** INSTRUCTIONS TO FOLLOW **
Every entry below is to be copied exactly, with nothing omitted.

[Dataset items]
[Start of Attachment]
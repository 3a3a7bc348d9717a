//! Static reference data shown by the front-ends.

use serde::Serialize;
use shared::domain::{Country, KeywordDifficulty};

use crate::analytics::KeywordRanking;

/// Queries this short or shorter get no suggestions.
pub const MIN_SUGGESTION_QUERY_CHARS: usize = 2;

pub const COUNTRIES: [Country; 10] = [
    Country { code: "US", name: "United States" },
    Country { code: "GB", name: "United Kingdom" },
    Country { code: "CA", name: "Canada" },
    Country { code: "AU", name: "Australia" },
    Country { code: "DE", name: "Germany" },
    Country { code: "FR", name: "France" },
    Country { code: "ES", name: "Spain" },
    Country { code: "IT", name: "Italy" },
    Country { code: "NL", name: "Netherlands" },
    Country { code: "SE", name: "Sweden" },
];

pub fn country_by_code(code: &str) -> Option<&'static Country> {
    let code = code.trim();
    COUNTRIES
        .iter()
        .find(|country| country.code.eq_ignore_ascii_case(code))
}

/// Profile form choices as `(value, label)`.
pub const TIMEZONES: [(&str, &str); 8] = [
    ("America/New_York", "Eastern Time (ET)"),
    ("America/Chicago", "Central Time (CT)"),
    ("America/Denver", "Mountain Time (MT)"),
    ("America/Los_Angeles", "Pacific Time (PT)"),
    ("Europe/London", "London (GMT)"),
    ("Europe/Paris", "Paris (CET)"),
    ("Asia/Tokyo", "Tokyo (JST)"),
    ("Australia/Sydney", "Sydney (AEDT)"),
];

pub const LANGUAGES: [(&str, &str); 8] = [
    ("en", "English"),
    ("es", "Spanish"),
    ("fr", "French"),
    ("de", "German"),
    ("it", "Italian"),
    ("pt", "Portuguese"),
    ("zh", "Chinese"),
    ("ja", "Japanese"),
];

/// Label for a stored choice, falling back to the raw value.
pub fn choice_label<'a>(choices: &'a [(&'a str, &'a str)], value: &'a str) -> &'a str {
    choices
        .iter()
        .find(|(code, _)| *code == value)
        .map_or(value, |(_, label)| label)
}

#[derive(Debug, Clone, Copy, PartialEq, Eq, Serialize)]
#[serde(rename_all = "lowercase")]
pub enum SearchTrend {
    Up,
    Stable,
    Down,
}

#[derive(Debug, Clone, Copy, PartialEq, Eq, Serialize)]
pub struct KeywordSuggestion {
    pub keyword: &'static str,
    pub volume: u32,
    /// 0-100 competition score.
    pub difficulty: u8,
    pub trend: SearchTrend,
}

impl KeywordSuggestion {
    pub fn difficulty_band(&self) -> KeywordDifficulty {
        difficulty_band(self.difficulty)
    }
}

pub const KEYWORD_SUGGESTIONS: [KeywordSuggestion; 5] = [
    KeywordSuggestion {
        keyword: "SEO automation",
        volume: 12_000,
        difficulty: 65,
        trend: SearchTrend::Up,
    },
    KeywordSuggestion {
        keyword: "content marketing",
        volume: 45_000,
        difficulty: 72,
        trend: SearchTrend::Up,
    },
    KeywordSuggestion {
        keyword: "keyword research",
        volume: 33_000,
        difficulty: 68,
        trend: SearchTrend::Stable,
    },
    KeywordSuggestion {
        keyword: "SEO tools",
        volume: 28_000,
        difficulty: 70,
        trend: SearchTrend::Up,
    },
    KeywordSuggestion {
        keyword: "automated content",
        volume: 8_500,
        difficulty: 45,
        trend: SearchTrend::Down,
    },
];

/// Case-insensitive substring match against the seed list.
pub fn suggest_keywords(query: &str) -> Vec<&'static KeywordSuggestion> {
    let query = query.trim().to_lowercase();
    if query.chars().count() <= MIN_SUGGESTION_QUERY_CHARS {
        return Vec::new();
    }
    KEYWORD_SUGGESTIONS
        .iter()
        .filter(|suggestion| suggestion.keyword.to_lowercase().contains(&query))
        .collect()
}

pub fn difficulty_band(score: u8) -> KeywordDifficulty {
    match score {
        0..=29 => KeywordDifficulty::Easy,
        30..=59 => KeywordDifficulty::Medium,
        _ => KeywordDifficulty::Hard,
    }
}

#[derive(Debug, Clone, Copy, PartialEq, Eq, Serialize)]
pub struct ProjectTemplate {
    pub id: &'static str,
    pub name: &'static str,
    pub description: &'static str,
}

pub const PROJECT_TEMPLATES: [ProjectTemplate; 5] = [
    ProjectTemplate {
        id: "ecommerce",
        name: "E-commerce SEO",
        description: "Product pages, category content, reviews",
    },
    ProjectTemplate {
        id: "blog",
        name: "Blog Content",
        description: "Article series, topic clusters, editorial calendar",
    },
    ProjectTemplate {
        id: "local",
        name: "Local Business",
        description: "Location pages, service areas, local SEO",
    },
    ProjectTemplate {
        id: "saas",
        name: "SaaS Marketing",
        description: "Feature pages, use cases, comparison content",
    },
    ProjectTemplate {
        id: "custom",
        name: "Custom Setup",
        description: "Start from scratch with your own configuration",
    },
];

pub fn template_by_id(id: &str) -> Option<&'static ProjectTemplate> {
    PROJECT_TEMPLATES.iter().find(|template| template.id == id.trim())
}

pub fn sample_rankings() -> Vec<KeywordRanking> {
    [
        ("AI content marketing", 3, 5, 12_000, KeywordDifficulty::Medium, "/blog/ai-content-marketing-guide"),
        ("SEO automation tools", 1, 2, 8_500, KeywordDifficulty::Hard, "/tools/seo-automation"),
        ("content generation AI", 7, 7, 15_000, KeywordDifficulty::Medium, "/ai-content-generator"),
        ("competitor analysis", 12, 8, 22_000, KeywordDifficulty::Hard, "/features/competitor-analysis"),
        ("keyword research tool", 4, 6, 18_000, KeywordDifficulty::Medium, "/keyword-research"),
    ]
    .into_iter()
    .map(
        |(keyword, current_rank, previous_rank, search_volume, difficulty, url)| KeywordRanking {
            keyword: keyword.to_string(),
            current_rank,
            previous_rank,
            search_volume,
            difficulty,
            url: url.to_string(),
        },
    )
    .collect()
}

#[cfg(test)]
#[path = "tests/catalog_tests.rs"]
mod tests;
[End of Attachment]
** WRITTEN RESPONSE **
repository 3a3a7bc348d9717a
//! Static reference data shown by the front-ends.

use serde::Serialize;
use shared::domain::{Country, KeywordDifficulty};

use crate::analytics::KeywordRanking;

/// Queries this short or shorter get no suggestions.
pub const MIN_SUGGESTION_QUERY_CHARS: usize = 2;

pub const COUNTRIES: [Country; 10] = [
    Country { code: "US", name: "United States" },
    Country { code: "GB", name: "United Kingdom" },
    Country { code: "CA", name: "Canada" },
    Country { code: "AU", name: "Australia" },
    Country { code: "DE", name: "Germany" },
    Country { code: "FR", name: "France" },
    Country { code: "ES", name: "Spain" },
    Country { code: "IT", name: "Italy" },
    Country { code: "NL", name: "Netherlands" },
    Country { code: "SE", name: "Sweden" },
];

pub fn country_by_code(code: &str) -> Option<&'static Country> {
    let code = code.trim();
    COUNTRIES
        .iter()
        .find(|country| country.code.eq_ignore_ascii_case(code))
}

/// Profile form choices as `(value, label)`.
pub const TIMEZONES: [(&str, &str); 8] = [
    ("America/New_York", "Eastern Time (ET)"),
    ("America/Chicago", "Central Time (CT)"),
    ("America/Denver", "Mountain Time (MT)"),
    ("America/Los_Angeles", "Pacific Time (PT)"),
    ("Europe/London", "London (GMT)"),
    ("Europe/Paris", "Paris (CET)"),
    ("Asia/Tokyo", "Tokyo (JST)"),
    ("Australia/Sydney", "Sydney (AEDT)"),
];

pub const LANGUAGES: [(&str, &str); 8] = [
    ("en", "English"),
    ("es", "Spanish"),
    ("fr", "French"),
    ("de", "German"),
    ("it", "Italian"),
    ("pt", "Portuguese"),
    ("zh", "Chinese"),
    ("ja", "Japanese"),
];

/// Label for a stored choice, falling back to the raw value.
pub fn choice_label<'a>(choices: &'a [(&'a str, &'a str)], value: &'a str) -> &'a str {
    choices
        .iter()
        .find(|(code, _)| *code == value)
        .map_or(value, |(_, label)| label)
}

#[derive(Debug, Clone, Copy, PartialEq, Eq, Serialize)]
#[serde(rename_all = "lowercase")]
pub enum SearchTrend {
    Up,
    Stable,
    Down,
}

#[derive(Debug, Clone, Copy, PartialEq, Eq, Serialize)]
pub struct KeywordSuggestion {
    pub keyword: &'static str,
    pub volume: u32,
    /// 0-100 competition score.
    pub difficulty: u8,
    pub trend: SearchTrend,
}

impl KeywordSuggestion {
    pub fn difficulty_band(&self) -> KeywordDifficulty {
        difficulty_band(self.difficulty)
    }
}

pub const KEYWORD_SUGGESTIONS: [KeywordSuggestion; 5] = [
    KeywordSuggestion {
        keyword: "SEO automation",
        volume: 12_000,
        difficulty: 65,
        trend: SearchTrend::Up,
    },
    KeywordSuggestion {
        keyword: "content marketing",
        volume: 45_000,
        difficulty: 72,
        trend: SearchTrend::Up,
    },
    KeywordSuggestion {
        keyword: "keyword research",
        volume: 33_000,
        difficulty: 68,
        trend: SearchTrend::Stable,
    },
    KeywordSuggestion {
        keyword: "SEO tools",
        volume: 28_000,
        difficulty: 70,
        trend: SearchTrend::Up,
    },
    KeywordSuggestion {
        keyword: "automated content",
        volume: 8_500,
        difficulty: 45,
        trend: SearchTrend::Down,
    },
];

/// Case-insensitive substring match against the seed list.
pub fn suggest_keywords(query: &str) -> Vec<&'static KeywordSuggestion> {
    let query = query.trim().to_lowercase();
    if query.chars().count() <= MIN_SUGGESTION_QUERY_CHARS {
        return Vec::new();
    }
    KEYWORD_SUGGESTIONS
        .iter()
        .filter(|suggestion| suggestion.keyword.to_lowercase().contains(&query))
        .collect()
}

pub fn difficulty_band(score: u8) -> KeywordDifficulty {
    match score {
        0..=29 => KeywordDifficulty::Easy,
        30..=59 => KeywordDifficulty::Medium,
        _ => KeywordDifficulty::Hard,
    }
}

#[derive(Debug, Clone, Copy, PartialEq, Eq, Serialize)]
pub struct ProjectTemplate {
    pub id: &'static str,
    pub name: &'static str,
    pub description: &'static str,
}

pub const PROJECT_TEMPLATES: [ProjectTemplate; 5] = [
    ProjectTemplate {
        id: "ecommerce",
        name: "E-commerce SEO",
        description: "Product pages, category content, reviews",
    },
    ProjectTemplate {
        id: "blog",
        name: "Blog Content",
        description: "Article series, topic clusters, editorial calendar",
    },
    ProjectTemplate {
        id: "local",
        name: "Local Business",
        description: "Location pages, service areas, local SEO",
    },
    ProjectTemplate {
        id: "saas",
        name: "SaaS Marketing",
        description: "Feature pages, use cases, comparison content",
    },
    ProjectTemplate {
        id: "custom",
        name: "Custom Setup",
        description: "Start from scratch with your own configuration",
    },
];

pub fn template_by_id(id: &str) -> Option<&'static ProjectTemplate> {
    PROJECT_TEMPLATES.iter().find(|template| template.id == id.trim())
}

pub fn sample_rankings() -> Vec<KeywordRanking> {
    [
        ("AI content marketing", 3, 5, 12_000, KeywordDifficulty::Medium, "/blog/ai-content-marketing-guide"),
        ("SEO automation tools", 1, 2, 8_500, KeywordDifficulty::Hard, "/tools/seo-automation"),
        ("content generation AI", 7, 7, 15_000, KeywordDifficulty::Medium, "/ai-content-generator"),
        ("competitor analysis", 12, 8, 22_000, KeywordDifficulty::Hard, "/features/competitor-analysis"),
        ("keyword research tool", 4, 6, 18_000, KeywordDifficulty::Medium, "/keyword-research"),
    ]
    .into_iter()
    .map(
        |(keyword, current_rank, previous_rank, search_volume, difficulty, url)| KeywordRanking {
            keyword: keyword.to_string(),
            current_rank,
            previous_rank,
            search_volume,
            difficulty,
            url: url.to_string(),
        },
    )
    .collect()
}

#[cfg(test)]
#[path = "tests/catalog_tests.rs"]
mod tests;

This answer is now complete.